The inquest is mandatory because the man, who cannot be named, was aged in his 70s, and died during the course of a police operation.
On the first day, Deputy State Coroner Magistrate Elizabeth Ryan refused to put a suppression order on the entire proceedings.
But the identity of the informant, the suspect in the initial call-out as well as the family and a witness cannot be identified for legal reasons.
Counsel assisting the coroner did not support a blanket non-publication order and said "normal principles of open justice" were needed.
Ms Ryan said that she had not heard "any compelling argument" as to why the case should be suppressed and declined "to make that order" on Monday.
The nature of the call-out, as well as several items in evidence, including the contents of body worn video of police cannot be reported, by order of the coroner.
The court heard the property had 13 guns registered to location because the owners were "avid hunters", the counsel assisting said in his opening address.
The court was told the timeline of the night of the shooting, including the ambulance that had been dispatched to the scene in the middle of Glen Innes, along with the police.
Ms McMurtrie detailed how police weren't told the suspect had a gun and there was conflicting reports at the scene from an informant and a witness.
"There was just that contradiction ... and confusion constantly," she told the court, detailing the uncertainty
"I was just gathering all the information."
She said "I didn't know these people", and was working to try and establish what had happened that night.
Ms McMurtire said she "approached the house believing there was weapons there" but "I did not approach the house believing that he had one in his possession".
She detailed to the court why she took the lead on the case, and became the officer-in-charge before the shooting.
The court heard a Winchester 3030 firearm was discharged at 10.51pm on the night in question and the shot ricocheted from the gravel "to strike Sergeant Johnston" in the face, and senior Constable McMurtrie in the neck.
On the police evidence, less than 20 seconds later a second shot was fired before then Probationary-Constable Petty radioed police about two shots being fired.
A critical incident was declared after the man's body was discovered at the property.
The inquest is examining the police response; the actions of officers on scene; the risk assessments on the night; and the information provided to them. It'll also examine whether the incident was a high-risk situation which could have led to extra police including negotiators being deployed to the scene.

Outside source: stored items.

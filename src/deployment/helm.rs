//! Helm backend: talks to the helm controller over gRPC. Message types are
//! hand-written prost structs matching the controller's wire contract.

use std::sync::Arc;

use async_trait::async_trait;
use tracing::info;

use super::{BackendDeployOutcome, BackendDeployRequest, DeploymentBackend, DeploymentError};
use crate::models::ClusterGrpcConfig;
use crate::state_machine::DeploymentAppType;

#[derive(Clone, PartialEq, prost::Message)]
pub struct ClusterConfig {
    #[prost(string, tag = "1")]
    pub api_server_url: String,
    #[prost(string, tag = "2")]
    pub token: String,
    #[prost(string, tag = "3")]
    pub cluster_name: String,
    #[prost(bool, tag = "4")]
    pub insecure_skip_tls_verify: bool,
    #[prost(string, tag = "5")]
    pub key_data: String,
    #[prost(string, tag = "6")]
    pub cert_data: String,
    #[prost(string, tag = "7")]
    pub ca_data: String,
}

#[derive(Clone, PartialEq, prost::Message)]
pub struct ReleaseIdentifier {
    #[prost(message, optional, tag = "1")]
    pub cluster_config: Option<ClusterConfig>,
    #[prost(string, tag = "2")]
    pub release_name: String,
    #[prost(string, tag = "3")]
    pub release_namespace: String,
}

#[derive(Clone, PartialEq, prost::Message)]
pub struct InstallReleaseRequest {
    #[prost(message, optional, tag = "1")]
    pub release_identifier: Option<ReleaseIdentifier>,
    #[prost(string, tag = "2")]
    pub chart_name: String,
    #[prost(string, tag = "3")]
    pub chart_version: String,
    #[prost(string, tag = "4")]
    pub values_yaml: String,
    #[prost(bytes = "vec", tag = "5")]
    pub chart_content: Vec<u8>,
    #[prost(int32, tag = "6")]
    pub history_max: i32,
}

#[derive(Clone, PartialEq, prost::Message)]
pub struct UpgradeReleaseRequest {
    #[prost(message, optional, tag = "1")]
    pub release_identifier: Option<ReleaseIdentifier>,
    #[prost(string, tag = "2")]
    pub values_yaml: String,
    #[prost(bytes = "vec", tag = "3")]
    pub chart_content: Vec<u8>,
    #[prost(string, tag = "4")]
    pub chart_name: String,
    #[prost(string, tag = "5")]
    pub chart_version: String,
    #[prost(int32, tag = "6")]
    pub history_max: i32,
}

#[derive(Clone, PartialEq, prost::Message)]
pub struct ReleaseResponse {
    #[prost(bool, tag = "1")]
    pub success: bool,
    #[prost(string, tag = "2")]
    pub message: String,
}

/// Controller surface the backend needs; gRPC in production.
#[async_trait]
pub trait HelmClient: Send + Sync {
    async fn install_release_with_custom_chart(
        &self,
        request: InstallReleaseRequest,
    ) -> Result<ReleaseResponse, DeploymentError>;

    async fn upgrade_release(
        &self,
        request: UpgradeReleaseRequest,
    ) -> Result<ReleaseResponse, DeploymentError>;
}

pub struct GrpcHelmClient {
    grpc: tonic::client::Grpc<tonic::transport::Channel>,
}

impl GrpcHelmClient {
    pub async fn connect(url: &str) -> Result<Self, DeploymentError> {
        let channel = tonic::transport::Endpoint::from_shared(url.to_string())
            .map_err(|e| DeploymentError::Connection(e.to_string()))?
            .connect()
            .await
            .map_err(|e| DeploymentError::Connection(e.to_string()))?;
        Ok(Self {
            grpc: tonic::client::Grpc::new(channel),
        })
    }

    fn map_status(status: tonic::Status) -> DeploymentError {
        match status.code() {
            // Failed-precondition covers controller-side locks (another helm
            // operation in flight); the dispatcher retries it like an outage.
            tonic::Code::Unavailable
            | tonic::Code::DeadlineExceeded
            | tonic::Code::FailedPrecondition => {
                DeploymentError::Connection(status.message().to_string())
            }
            tonic::Code::Cancelled => DeploymentError::Cancelled,
            _ => DeploymentError::Failed(status.message().to_string()),
        }
    }

    async fn unary<Req, Resp>(
        &self,
        path: &'static str,
        request: Req,
    ) -> Result<Resp, DeploymentError>
    where
        Req: prost::Message + 'static,
        Resp: prost::Message + Default + 'static,
    {
        let mut grpc = self.grpc.clone();
        grpc.ready()
            .await
            .map_err(|e| DeploymentError::Connection(e.to_string()))?;
        let codec = tonic::codec::ProstCodec::default();
        let path = http::uri::PathAndQuery::from_static(path);
        grpc.unary(tonic::Request::new(request), path, codec)
            .await
            .map(tonic::Response::into_inner)
            .map_err(Self::map_status)
    }
}

#[async_trait]
impl HelmClient for GrpcHelmClient {
    async fn install_release_with_custom_chart(
        &self,
        request: InstallReleaseRequest,
    ) -> Result<ReleaseResponse, DeploymentError> {
        self.unary(
            "/client.ApplicationService/InstallReleaseWithCustomChart",
            request,
        )
        .await
    }

    async fn upgrade_release(
        &self,
        request: UpgradeReleaseRequest,
    ) -> Result<ReleaseResponse, DeploymentError> {
        self.unary("/client.ApplicationService/UpdateApplication", request)
            .await
    }
}

pub struct HelmBackend {
    client: Arc<dyn HelmClient>,
}

impl HelmBackend {
    pub fn new(client: Arc<dyn HelmClient>) -> Self {
        Self { client }
    }

    fn release_identifier(request: &BackendDeployRequest) -> ReleaseIdentifier {
        ReleaseIdentifier {
            cluster_config: Some(ClusterConfig::from(&request.cluster)),
            release_name: request.release_name.clone(),
            release_namespace: request.namespace.clone(),
        }
    }
}

#[async_trait]
impl DeploymentBackend for HelmBackend {
    fn kind(&self) -> DeploymentAppType {
        DeploymentAppType::Helm
    }

    async fn deploy(
        &self,
        request: &BackendDeployRequest,
    ) -> Result<BackendDeployOutcome, DeploymentError> {
        let identifier = Self::release_identifier(request);
        let chart_content = request.chart_content.clone().unwrap_or_default();

        let response = if request.deployment_app_created {
            self.client
                .upgrade_release(UpgradeReleaseRequest {
                    release_identifier: Some(identifier),
                    values_yaml: request.merged_values_yaml.clone(),
                    chart_content,
                    chart_name: request.chart_name.clone(),
                    chart_version: request.chart_version.clone(),
                    history_max: request.history_max,
                })
                .await?
        } else {
            self.client
                .install_release_with_custom_chart(InstallReleaseRequest {
                    release_identifier: Some(identifier),
                    chart_name: request.chart_name.clone(),
                    chart_version: request.chart_version.clone(),
                    values_yaml: request.merged_values_yaml.clone(),
                    chart_content,
                    history_max: request.history_max,
                })
                .await?
        };

        if !response.success {
            return Err(DeploymentError::Failed(response.message));
        }
        info!(
            release = %request.release_name,
            namespace = %request.namespace,
            upgraded = request.deployment_app_created,
            "helm release converged"
        );
        Ok(BackendDeployOutcome { app_created: true })
    }
}

/// Adapter for the [`ClusterGrpcConfig`] row type.
impl From<&ClusterGrpcConfig> for ClusterConfig {
    fn from(cluster: &ClusterGrpcConfig) -> Self {
        ClusterConfig {
            api_server_url: cluster.api_server_url.clone(),
            token: cluster.token.clone(),
            cluster_name: cluster.cluster_name.clone(),
            insecure_skip_tls_verify: cluster.insecure_skip_tls_verify,
            key_data: cluster.key_data.clone().unwrap_or_default(),
            cert_data: cluster.cert_data.clone().unwrap_or_default(),
            ca_data: cluster.ca_data.clone().unwrap_or_default(),
        }
    }
}

#[cfg(test)]
mod tests {
    use super::*;
    use crate::deployment::test_support::request;
    use parking_lot::Mutex;

    #[derive(Default)]
    struct FakeHelm {
        installs: Mutex<Vec<InstallReleaseRequest>>,
        upgrades: Mutex<Vec<UpgradeReleaseRequest>>,
        fail_with: Option<fn() -> DeploymentError>,
        report_failure: bool,
    }

    #[async_trait]
    impl HelmClient for FakeHelm {
        async fn install_release_with_custom_chart(
            &self,
            request: InstallReleaseRequest,
        ) -> Result<ReleaseResponse, DeploymentError> {
            if let Some(make) = self.fail_with {
                return Err(make());
            }
            self.installs.lock().push(request);
            Ok(ReleaseResponse {
                success: !self.report_failure,
                message: if self.report_failure {
                    "install failed".to_string()
                } else {
                    String::new()
                },
            })
        }

        async fn upgrade_release(
            &self,
            request: UpgradeReleaseRequest,
        ) -> Result<ReleaseResponse, DeploymentError> {
            if let Some(make) = self.fail_with {
                return Err(make());
            }
            self.upgrades.lock().push(request);
            Ok(ReleaseResponse {
                success: true,
                message: String::new(),
            })
        }
    }

    #[tokio::test]
    async fn test_fresh_app_takes_install_path_with_cluster_secrets() {
        let helm = Arc::new(FakeHelm::default());
        let backend = HelmBackend::new(helm.clone());

        backend.deploy(&request(false)).await.unwrap();

        let installs = helm.installs.lock();
        assert_eq!(installs.len(), 1);
        assert!(helm.upgrades.lock().is_empty());
        let identifier = installs[0].release_identifier.as_ref().unwrap();
        assert_eq!(identifier.release_name, "orders-staging");
        let cluster = identifier.cluster_config.as_ref().unwrap();
        assert_eq!(cluster.token, "token");
        assert!(!cluster.insecure_skip_tls_verify);
    }

    #[tokio::test]
    async fn test_existing_app_takes_upgrade_path() {
        let helm = Arc::new(FakeHelm::default());
        let backend = HelmBackend::new(helm.clone());

        backend.deploy(&request(true)).await.unwrap();

        assert!(helm.installs.lock().is_empty());
        assert_eq!(helm.upgrades.lock().len(), 1);
        assert_eq!(helm.upgrades.lock()[0].history_max, 3);
    }

    #[tokio::test]
    async fn test_unsuccessful_install_maps_to_failed_error() {
        let helm = Arc::new(FakeHelm {
            report_failure: true,
            ..Default::default()
        });
        let backend = HelmBackend::new(helm);

        let err = backend.deploy(&request(false)).await.unwrap_err();
        assert!(matches!(err, DeploymentError::Failed(_)));
        assert!(err.persist_app_created());
    }

    #[test]
    fn test_grpc_status_classification() {
        for status in [
            tonic::Status::unavailable("dial tcp refused"),
            tonic::Status::deadline_exceeded("timed out"),
            tonic::Status::failed_precondition("another operation in progress"),
        ] {
            let err = GrpcHelmClient::map_status(status);
            assert!(matches!(err, DeploymentError::Connection(_)), "{err}");
            assert!(!err.persist_app_created());
        }

        let err = GrpcHelmClient::map_status(tonic::Status::cancelled("ctx done"));
        assert!(matches!(err, DeploymentError::Cancelled));

        let err = GrpcHelmClient::map_status(tonic::Status::invalid_argument("bad chart"));
        assert!(matches!(err, DeploymentError::Failed(_)));
    }

    #[tokio::test]
    async fn test_connection_error_does_not_persist_app_created() {
        let helm = Arc::new(FakeHelm {
            fail_with: Some(|| DeploymentError::Connection("dial tcp refused".to_string())),
            ..Default::default()
        });
        let backend = HelmBackend::new(helm);

        let err = backend.deploy(&request(false)).await.unwrap_err();
        assert!(!err.persist_app_created());
    }
}
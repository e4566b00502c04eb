//! Container registry credentials used when a stage pushes images to
//! destinations outside the build registry.

use serde::{Deserialize, Serialize};
use sqlx::{FromRow, PgPool};

#[derive(Debug, Clone, PartialEq, Serialize, Deserialize, FromRow)]
pub struct DockerRegistry {
    pub id: String,
    pub registry_url: String,
    pub username: String,
    pub password: String,
    pub active: bool,
}

impl DockerRegistry {
    /// Active registries matching the given hosts. Destinations pointing at
    /// an unknown registry simply get no credentials.
    pub async fn find_by_urls(
        pool: &PgPool,
        registry_urls: &[String],
    ) -> Result<Vec<DockerRegistry>, sqlx::Error> {
        if registry_urls.is_empty() {
            return Ok(Vec::new());
        }
        sqlx::query_as::<_, DockerRegistry>(
            r#"
            SELECT id, registry_url, username, password, active
            FROM docker_artifact_store
            WHERE registry_url = ANY($1) AND active = true
            ORDER BY id
            "#,
        )
        .bind(registry_urls)
        .fetch_all(pool)
        .await
    }
}
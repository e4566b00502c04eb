//! # Structured Logging Module
//!
//! Environment-aware structured logging to console and file for tracing
//! deployments across their pre/deploy/post stages.

use chrono::Utc;
use std::fs;
use std::path::PathBuf;
use std::process;
use std::sync::OnceLock;
use tracing_subscriber::{fmt, layer::SubscriberExt, util::SubscriberInitExt, EnvFilter, Layer};

static LOGGER_INITIALIZED: OnceLock<()> = OnceLock::new();

/// Initialize structured logging with environment-specific configuration.
pub fn init_structured_logging() {
    LOGGER_INITIALIZED.get_or_init(|| {
        let environment = get_environment();
        let log_level = get_log_level(&environment);

        let log_dir = PathBuf::from("log");
        if !log_dir.exists() {
            if let Err(err) = fs::create_dir_all(&log_dir) {
                eprintln!("unable to create log directory: {err}");
                return;
            }
        }

        let pid = process::id();
        let timestamp = Utc::now().format("%Y%m%d_%H%M%S").to_string();
        let log_filename = format!("{environment}.{pid}.{timestamp}.log");
        let log_path = log_dir.join(&log_filename);

        let file_appender = tracing_appender::rolling::never(&log_dir, log_filename);
        let (file_writer, guard) = tracing_appender::non_blocking(file_appender);

        let subscriber = tracing_subscriber::registry()
            .with(
                fmt::layer()
                    .with_target(true)
                    .with_level(true)
                    .with_ansi(true)
                    .with_filter(EnvFilter::new(log_level.clone())),
            )
            .with(
                fmt::layer()
                    .with_writer(file_writer)
                    .with_target(true)
                    .with_level(true)
                    .with_ansi(false)
                    .json()
                    .with_filter(EnvFilter::new(log_level)),
            );

        if subscriber.try_init().is_err() {
            tracing::debug!("global tracing subscriber already initialized");
        }

        tracing::info!(
            pid = pid,
            environment = %environment,
            log_file = %log_path.display(),
            "structured logging initialized"
        );

        // The non-blocking writer stops on guard drop; keep it for the
        // process lifetime.
        std::mem::forget(guard);
    });
}

/// Log and swallow a non-fatal bookkeeping failure.
///
/// History snapshots, notification events, and scan-mapping updates must
/// never abort a deploy; tests assert on the `non_fatal` target.
pub fn report_non_fatal(kind: &str, err: &dyn std::error::Error) {
    tracing::warn!(
        target: "non_fatal",
        kind = %kind,
        error = %err,
        "non-fatal bookkeeping failure"
    );
}

fn get_environment() -> String {
    std::env::var("DEPLOY_CORE_ENV")
        .or_else(|_| std::env::var("APP_ENV"))
        .unwrap_or_else(|_| "development".to_string())
}

fn get_log_level(environment: &str) -> String {
    match environment {
        "production" => "info".to_string(),
        _ => "debug".to_string(),
    }
}

#[cfg(test)]
mod tests {
    use super::*;

    #[test]
    fn test_log_level_mapping() {
        assert_eq!(get_log_level("production"), "info");
        assert_eq!(get_log_level("development"), "debug");
        assert_eq!(get_log_level("test"), "debug");
    }
}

The officer that led the critical incident into the shooting - Detective Sergeant Jason Ronczka - was the first witness and told the court he was not aware of any trained negotiators in the local area. Instead, there was two each stationed in Tamworth and Inverell.
He told the court a police negotiator never made it to the scene because he was in a highway patrol car en route from Tamworth but the car collided with a kangaroo before it got to Armidale.
"The police officers inside suffered some minor injuries," the detective said, adding the car was "inoperable" and unable to be driven after the crash.
The inquest, which is slated to run for four days, continues on Tuesday.